Everything from the line containing "self.by_nss.get(nss).copied()" through the line containing "index = UuidIndex::build(store.as_ref(), &dbs).await.unwrap();" should be repeated exactly, and nothing else from the data.

_Supplied records_
= Beginning of Section =
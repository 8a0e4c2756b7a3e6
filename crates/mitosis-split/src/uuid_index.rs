//! Namespace → collection UUID index for the source shard's databases.

use std::collections::BTreeMap;

use tracing::debug;
use uuid::Uuid;

use mitosis_catalog::{CatalogResult, DatabaseEntry, MetadataClient, Namespace, ReadConcern};

/// Sharded collections of a set of databases, keyed by namespace.
///
/// Built once per run; anything listed here is sharded and therefore never
/// treated as an orphaned unsharded collection.
#[derive(Debug, Clone, Default, PartialEq)]
pub struct UuidIndex {
    by_nss: BTreeMap<Namespace, Uuid>,
}

impl UuidIndex {
    /// Load the sharded collections of every database in `databases`.
    pub async fn build<'a>(
        catalog: &dyn MetadataClient,
        databases: impl IntoIterator<Item = &'a DatabaseEntry>,
    ) -> CatalogResult<Self> {
        let mut index = Self::default();
        for db in databases {
            for coll in catalog
                .collections_of_database(&db.name, ReadConcern::Local)
                .await?
            {
                index.insert(coll.nss, coll.uuid);
            }
        }
        debug!(collections = index.len(), "built collection uuid index");
        Ok(index)
    }

    pub fn insert(&mut self, nss: Namespace, uuid: Uuid) {
        self.by_nss.insert(nss, uuid);
    }

    pub fn get(&self, nss: &Namespace) -> Option<Uuid> {
        self.by_nss.get(nss).copied()
    }

    pub fn contains(&self, nss: &Namespace) -> bool {
        self.by_nss.contains_key(nss)
    }

    pub fn len(&self) -> usize {
        self.by_nss.len()
    }

    pub fn is_empty(&self) -> bool {
        self.by_nss.is_empty()
    }
}

#[cfg(test)]
mod tests {
    use std::sync::Arc;

    use serde_json::json;

    use mitosis_catalog::{CatalogStore, CollectionEntry};

    use super::*;

    fn collection(db: &str, coll: &str, dropped: bool) -> CollectionEntry {
        CollectionEntry {
            nss: Namespace::new(db, coll),
            uuid: Uuid::new_v4(),
            epoch: Uuid::new_v4(),
            key_pattern: json!({"_id": 1}),
            dropped,
        }
    }

    #[tokio::test]
    async fn indexes_live_collections_of_given_databases() {
        let store = Arc::new(CatalogStore::open_in_memory().unwrap());
        let live = collection("test1", "coll1", false);
        store.put_collection(&live).unwrap();
        store.put_collection(&collection("test1", "old", true)).unwrap();
        store.put_collection(&collection("other", "coll", false)).unwrap();

        let dbs = [DatabaseEntry::new("test1", "rs0")];
        let index = UuidIndex::build(store.as_ref(), &dbs).await.unwrap();

        assert_eq!(index.len(), 1);
        assert_eq!(index.get(&live.nss), Some(live.uuid));
        assert!(!index.contains(&Namespace::new("test1", "old")));
        assert!(!index.contains(&Namespace::new("other", "coll")));
    }
}
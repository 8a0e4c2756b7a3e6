//! mitosis-split: hands half of a shard's data to a new shard.
//!
//! A split reads what the source shard owns, partitions it, commits the new
//! ownership to the catalog and then, optionally, cleans up after itself:
//!
//! ```text
//! SplitOrchestrator
//!   ├─ partition()            ownership split plan (pure)
//!   ├─ CommitCoordinator      chunk + database ownership in the catalog
//!   ├─ OrphanMarker           routing refresh, range deletion tasks  (removeOrphans)
//!   └─ CollectionReconciler   drop orphaned unsharded collections    (dropOrphanedCollections)
//! ```
//!
//! Shards are reached through [`mitosis_shard::ShardProxy`]; the catalog
//! through [`mitosis_catalog::MetadataClient`].

pub mod batch;
pub mod commit;
pub mod config;
pub mod context;
pub mod error;
pub mod orchestrator;
pub mod orphans;
pub mod partition;
pub mod reconcile;
pub mod uuid_index;

pub use batch::{BatchLimits, RangeDeletionBatches};
pub use commit::{CommitCoordinator, CommitOutcome};
pub use config::SplitConfig;
pub use context::{CancelHandle, OperationContext};
pub use error::{SplitError, SplitErrorKind, SplitPhase, SplitResult};
pub use orchestrator::{
    Caller, ClusterRole, NodeCapabilities, SplitOrchestrator, SplitReport, SplitShardRequest,
    SplitState,
};
pub use orphans::{OrphanMarker, OrphanReport};
pub use partition::{OwnershipSplitPlan, partition};
pub use reconcile::{CollectionReconciler, ReconcileReport};
pub use uuid_index::UuidIndex;
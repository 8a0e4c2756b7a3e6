//! Domain types for the cluster catalog.
//!
//! These records describe who owns what: database primaries, chunk ranges
//! of sharded collections, collection identities and the shard registry.
//! All types are serializable to/from JSON for storage in redb tables and
//! for transport to shards.

use std::cmp::Ordering;
use std::fmt;

use serde::{Deserialize, Serialize};
use serde_json::Value;
use uuid::Uuid;

/// Unique identifier for a shard in the cluster.
pub type ShardId = String;

/// Name of the metadata authority's internal database.
pub const CONFIG_DB: &str = "config";

// ── Namespace ─────────────────────────────────────────────────────

/// Fully-qualified collection name, `{db}.{collection}`.
#[derive(Debug, Clone, PartialEq, Eq, Hash, PartialOrd, Ord, Serialize, Deserialize)]
#[serde(transparent)]
pub struct Namespace(String);

impl Namespace {
    /// Build a namespace from its database and collection parts.
    pub fn new(db: &str, collection: &str) -> Self {
        Self(format!("{db}.{collection}"))
    }

    /// Parse a `{db}.{collection}` string. Both parts must be non-empty.
    pub fn parse(full: &str) -> Option<Self> {
        let (db, coll) = full.split_once('.')?;
        if db.is_empty() || coll.is_empty() {
            return None;
        }
        Some(Self(full.to_string()))
    }

    /// Database part.
    pub fn db(&self) -> &str {
        self.0.split_once('.').map(|(db, _)| db).unwrap_or(&self.0)
    }

    /// Collection part.
    pub fn collection(&self) -> &str {
        self.0.split_once('.').map(|(_, coll)| coll).unwrap_or("")
    }

    pub fn as_str(&self) -> &str {
        &self.0
    }
}

impl fmt::Display for Namespace {
    fn fmt(&self, f: &mut fmt::Formatter<'_>) -> fmt::Result {
        f.write_str(&self.0)
    }
}

// ── Cluster time ──────────────────────────────────────────────────

/// Logical cluster timestamp: wall-clock seconds plus an increment that
/// orders events within the same second.
#[derive(
    Debug, Clone, Copy, Default, PartialEq, Eq, PartialOrd, Ord, Hash, Serialize, Deserialize,
)]
pub struct ClusterTimestamp {
    pub secs: u32,
    pub inc: u32,
}

impl ClusterTimestamp {
    pub fn new(secs: u32, inc: u32) -> Self {
        Self { secs, inc }
    }
}

impl fmt::Display for ClusterTimestamp {
    fn fmt(&self, f: &mut fmt::Formatter<'_>) -> fmt::Result {
        write!(f, "Timestamp({}, {})", self.secs, self.inc)
    }
}

/// Read concern used for catalog reads.
#[derive(Debug, Clone, Copy, PartialEq, Eq, Serialize, Deserialize)]
#[serde(rename_all = "snake_case")]
pub enum ReadConcern {
    Local,
    Majority,
}

// ── Chunks ────────────────────────────────────────────────────────

/// Version stamp of a chunk. `epoch` identifies the incarnation of the
/// collection; `(major, minor)` grows with every ownership change.
#[derive(Debug, Clone, Copy, PartialEq, Eq, Hash, Serialize, Deserialize)]
pub struct ChunkVersion {
    pub epoch: Uuid,
    pub major: u32,
    pub minor: u32,
}

impl ChunkVersion {
    pub fn new(epoch: Uuid, major: u32, minor: u32) -> Self {
        Self {
            epoch,
            major,
            minor,
        }
    }
}

impl fmt::Display for ChunkVersion {
    fn fmt(&self, f: &mut fmt::Formatter<'_>) -> fmt::Result {
        write!(f, "{}|{}||{}", self.major, self.minor, self.epoch)
    }
}

/// Half-open shard-key range `[min, max)`.
///
/// Bounds are shard-key documents, e.g. `{"_id": 5}`. The global bounds are
/// written as `{"_id": "$minKey"}` and `{"_id": "$maxKey"}`.
#[derive(Debug, Clone, PartialEq, Serialize, Deserialize)]
pub struct ChunkRange {
    pub min: Value,
    pub max: Value,
}

/// A contiguous range of a sharded collection owned by one shard.
#[derive(Debug, Clone, PartialEq, Serialize, Deserialize)]
pub struct Chunk {
    pub nss: Namespace,
    pub min: Value,
    pub max: Value,
    pub shard: ShardId,
    pub version: ChunkVersion,
    /// Cluster time of the last ownership change.
    pub last_modified: ClusterTimestamp,
}

impl Chunk {
    /// Build the composite key for the chunks table.
    pub fn table_key(&self) -> String {
        chunk_key(&self.nss, &self.min)
    }

    pub fn range(&self) -> ChunkRange {
        ChunkRange {
            min: self.min.clone(),
            max: self.max.clone(),
        }
    }
}

/// Composite chunks-table key for a namespace and lower bound.
///
/// Unique per chunk but not order-preserving: the bound is JSON text, so
/// scans sort with [`compare_chunks`] instead of relying on key order.
pub fn chunk_key(nss: &Namespace, min: &Value) -> String {
    format!("{nss}|{min}")
}

/// Lower sentinel of the shard-key space.
pub const MIN_KEY: &str = "$minKey";
/// Upper sentinel of the shard-key space.
pub const MAX_KEY: &str = "$maxKey";

/// Order chunks by namespace, then by lower bound in shard-key order.
pub fn compare_chunks(a: &Chunk, b: &Chunk) -> Ordering {
    a.nss
        .cmp(&b.nss)
        .then_with(|| compare_shard_keys(&a.min, &b.min))
}

/// Total order over shard-key values.
///
/// Types rank MinKey < null < numbers < strings < documents < arrays <
/// booleans < MaxKey; values of the same type compare naturally, documents
/// field by field.
pub fn compare_shard_keys(a: &Value, b: &Value) -> Ordering {
    type_rank(a)
        .cmp(&type_rank(b))
        .then_with(|| match (a, b) {
            (Value::Number(x), Value::Number(y)) => match (x.as_i64(), y.as_i64()) {
                (Some(x), Some(y)) => x.cmp(&y),
                _ => match (x.as_u64(), y.as_u64()) {
                    (Some(x), Some(y)) => x.cmp(&y),
                    _ => {
                        let (x, y) = (x.as_f64().unwrap_or(0.0), y.as_f64().unwrap_or(0.0));
                        x.total_cmp(&y)
                    }
                },
            },
            (Value::String(x), Value::String(y)) => x.cmp(y),
            (Value::Bool(x), Value::Bool(y)) => x.cmp(y),
            (Value::Array(x), Value::Array(y)) => x
                .iter()
                .zip(y)
                .map(|(x, y)| compare_shard_keys(x, y))
                .find(|o| o.is_ne())
                .unwrap_or_else(|| x.len().cmp(&y.len())),
            (Value::Object(x), Value::Object(y)) => x
                .iter()
                .zip(y)
                .map(|((kx, vx), (ky, vy))| kx.cmp(ky).then_with(|| compare_shard_keys(vx, vy)))
                .find(|o| o.is_ne())
                .unwrap_or_else(|| x.len().cmp(&y.len())),
            _ => Ordering::Equal,
        })
}

fn type_rank(v: &Value) -> u8 {
    match v {
        Value::String(s) if s == MIN_KEY => 0,
        Value::Null => 1,
        Value::Number(_) => 2,
        Value::String(s) if s == MAX_KEY => 7,
        Value::String(_) => 3,
        Value::Object(_) => 4,
        Value::Array(_) => 5,
        Value::Bool(_) => 6,
    }
}

// ── Databases ─────────────────────────────────────────────────────

/// Version of a database entry. `last_mod` increments on every primary change.
#[derive(Debug, Clone, Copy, PartialEq, Eq, Serialize, Deserialize)]
pub struct DatabaseVersion {
    pub uuid: Uuid,
    pub last_mod: u32,
}

/// Ownership record for a database.
#[derive(Debug, Clone, PartialEq, Eq, Serialize, Deserialize)]
pub struct DatabaseEntry {
    pub name: String,
    pub primary: ShardId,
    pub partitioned: bool,
    pub version: DatabaseVersion,
}

impl DatabaseEntry {
    /// A fresh entry with a new version uuid and `last_mod = 1`.
    pub fn new(name: &str, primary: &str) -> Self {
        Self {
            name: name.to_string(),
            primary: primary.to_string(),
            partitioned: false,
            version: DatabaseVersion {
                uuid: Uuid::new_v4(),
                last_mod: 1,
            },
        }
    }
}

// ── Collections ───────────────────────────────────────────────────

/// Catalog record of a sharded collection.
#[derive(Debug, Clone, PartialEq, Serialize, Deserialize)]
pub struct CollectionEntry {
    pub nss: Namespace,
    pub uuid: Uuid,
    pub epoch: Uuid,
    pub key_pattern: Value,
    pub dropped: bool,
}

impl CollectionEntry {
    pub fn identity(&self) -> CollectionIdentity {
        CollectionIdentity {
            nss: self.nss.clone(),
            uuid: self.uuid,
        }
    }
}

/// Namespace plus the UUID it was created with.
#[derive(Debug, Clone, PartialEq, Eq, Hash, Serialize, Deserialize)]
pub struct CollectionIdentity {
    pub nss: Namespace,
    pub uuid: Uuid,
}

// ── Shards ────────────────────────────────────────────────────────

/// Shard registry record.
#[derive(Debug, Clone, PartialEq, Eq, Serialize, Deserialize)]
pub struct ShardEntry {
    pub id: ShardId,
    /// Connection string, e.g. `rs0/host1:27018,host2:27018`.
    pub host: String,
}

// ── Range deletion ────────────────────────────────────────────────

/// When the range deleter may start removing documents.
#[derive(Debug, Clone, Copy, PartialEq, Eq, Serialize, Deserialize)]
#[serde(rename_all = "snake_case")]
pub enum CleanWhen {
    /// Wait for in-flight queries against the range to drain.
    Delayed,
}

/// Durable instruction for a shard to discard documents in `range`.
#[derive(Debug, Clone, PartialEq, Serialize, Deserialize)]
pub struct RangeDeletionTask {
    pub id: Uuid,
    pub nss: Namespace,
    pub collection_uuid: Uuid,
    /// Shard that owns the range after the ownership change.
    pub donor_shard: ShardId,
    pub range: ChunkRange,
    pub when_to_clean: CleanWhen,
}

impl RangeDeletionTask {
    /// A delayed-cleanup task with a fresh id.
    pub fn delayed(
        nss: Namespace,
        collection_uuid: Uuid,
        donor_shard: &str,
        range: ChunkRange,
    ) -> Self {
        Self {
            id: Uuid::new_v4(),
            nss,
            collection_uuid,
            donor_shard: donor_shard.to_string(),
            range,
            when_to_clean: CleanWhen::Delayed,
        }
    }
}

#[cfg(test)]
mod tests {
    use super::*;
    use serde_json::json;

    #[test]
    fn namespace_parts() {
        let nss = Namespace::new("test5", "coll5");
        assert_eq!(nss.db(), "test5");
        assert_eq!(nss.collection(), "coll5");
        assert_eq!(nss.to_string(), "test5.coll5");
    }

    #[test]
    fn namespace_parse_keeps_dots_in_collection() {
        let nss = Namespace::parse("config.cache.chunks.test4.coll4").unwrap();
        assert_eq!(nss.db(), "config");
        assert_eq!(nss.collection(), "cache.chunks.test4.coll4");
        assert!(Namespace::parse("nodot").is_none());
        assert!(Namespace::parse(".coll").is_none());
    }

    #[test]
    fn timestamps_order_by_secs_then_inc() {
        assert!(ClusterTimestamp::new(10, 5) < ClusterTimestamp::new(11, 0));
        assert!(ClusterTimestamp::new(10, 1) < ClusterTimestamp::new(10, 2));
    }

    #[test]
    fn chunk_key_includes_min_bound() {
        let chunk = Chunk {
            nss: Namespace::new("db", "c"),
            min: json!({"_id": 3}),
            max: json!({"_id": 7}),
            shard: "rs0".to_string(),
            version: ChunkVersion::new(Uuid::nil(), 1, 0),
            last_modified: ClusterTimestamp::default(),
        };
        assert_eq!(chunk.table_key(), r#"db.c|{"_id":3}"#);
        assert_eq!(chunk.range().max, json!({"_id": 7}));
    }

    #[test]
    fn shard_keys_compare_numerically_with_sentinels_at_the_ends() {
        let min = json!({"_id": MIN_KEY});
        let max = json!({"_id": MAX_KEY});
        let fifty = json!({"_id": 50});
        let hundred = json!({"_id": 100});

        assert_eq!(compare_shard_keys(&fifty, &hundred), Ordering::Less);
        assert_eq!(compare_shard_keys(&min, &fifty), Ordering::Less);
        assert_eq!(compare_shard_keys(&hundred, &max), Ordering::Less);
        assert_eq!(compare_shard_keys(&json!({"_id": "a"}), &max), Ordering::Less);
        assert_eq!(compare_shard_keys(&json!({"_id": -1.5}), &json!({"_id": 0})), Ordering::Less);
        assert_eq!(compare_shard_keys(&fifty, &json!({"_id": 50})), Ordering::Equal);
        // The table key alone would put 100 before 50.
        assert!(chunk_key(&Namespace::new("db", "c"), &hundred) < chunk_key(&Namespace::new("db", "c"), &fifty));
    }

    #[test]
    fn range_deletion_task_serializes_snake_case() {
        let task = RangeDeletionTask::delayed(
            Namespace::new("db", "c"),
            Uuid::nil(),
            "newShard",
            ChunkRange {
                min: json!({"_id": "$minKey"}),
                max: json!({"_id": 0}),
            },
        );
        let doc = serde_json::to_value(&task).unwrap();
        assert_eq!(doc["when_to_clean"], "delayed");
        assert_eq!(doc["nss"], "db.c");
        assert_eq!(doc["donor_shard"], "newShard");
    }
}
= End of Section =
_Result of this exercise_
        self.by_nss.get(nss).copied()
    }

    pub fn contains(&self, nss: &Namespace) -> bool {
        self.by_nss.contains_key(nss)
    }

    pub fn len(&self) -> usize {
        self.by_nss.len()
    }

    pub fn is_empty(&self) -> bool {
        self.by_nss.is_empty()
    }
}

#[cfg(test)]
mod tests {
    use std::sync::Arc;

    use serde_json::json;

    use mitosis_catalog::{CatalogStore, CollectionEntry};

    use super::*;

    fn collection(db: &str, coll: &str, dropped: bool) -> CollectionEntry {
        CollectionEntry {
            nss: Namespace::new(db, coll),
            uuid: Uuid::new_v4(),
            epoch: Uuid::new_v4(),
            key_pattern: json!({"_id": 1}),
            dropped,
        }
    }

    #[tokio::test]
    async fn indexes_live_collections_of_given_databases() {
        let store = Arc::new(CatalogStore::open_in_memory().unwrap());
        let live = collection("test1", "coll1", false);
        store.put_collection(&live).unwrap();
        store.put_collection(&collection("test1", "old", true)).unwrap();
        store.put_collection(&collection("other", "coll", false)).unwrap();

        let dbs = [DatabaseEntry::new("test1", "rs0")];
        let index = UuidIndex::build(store.as_ref(), &dbs).await.unwrap();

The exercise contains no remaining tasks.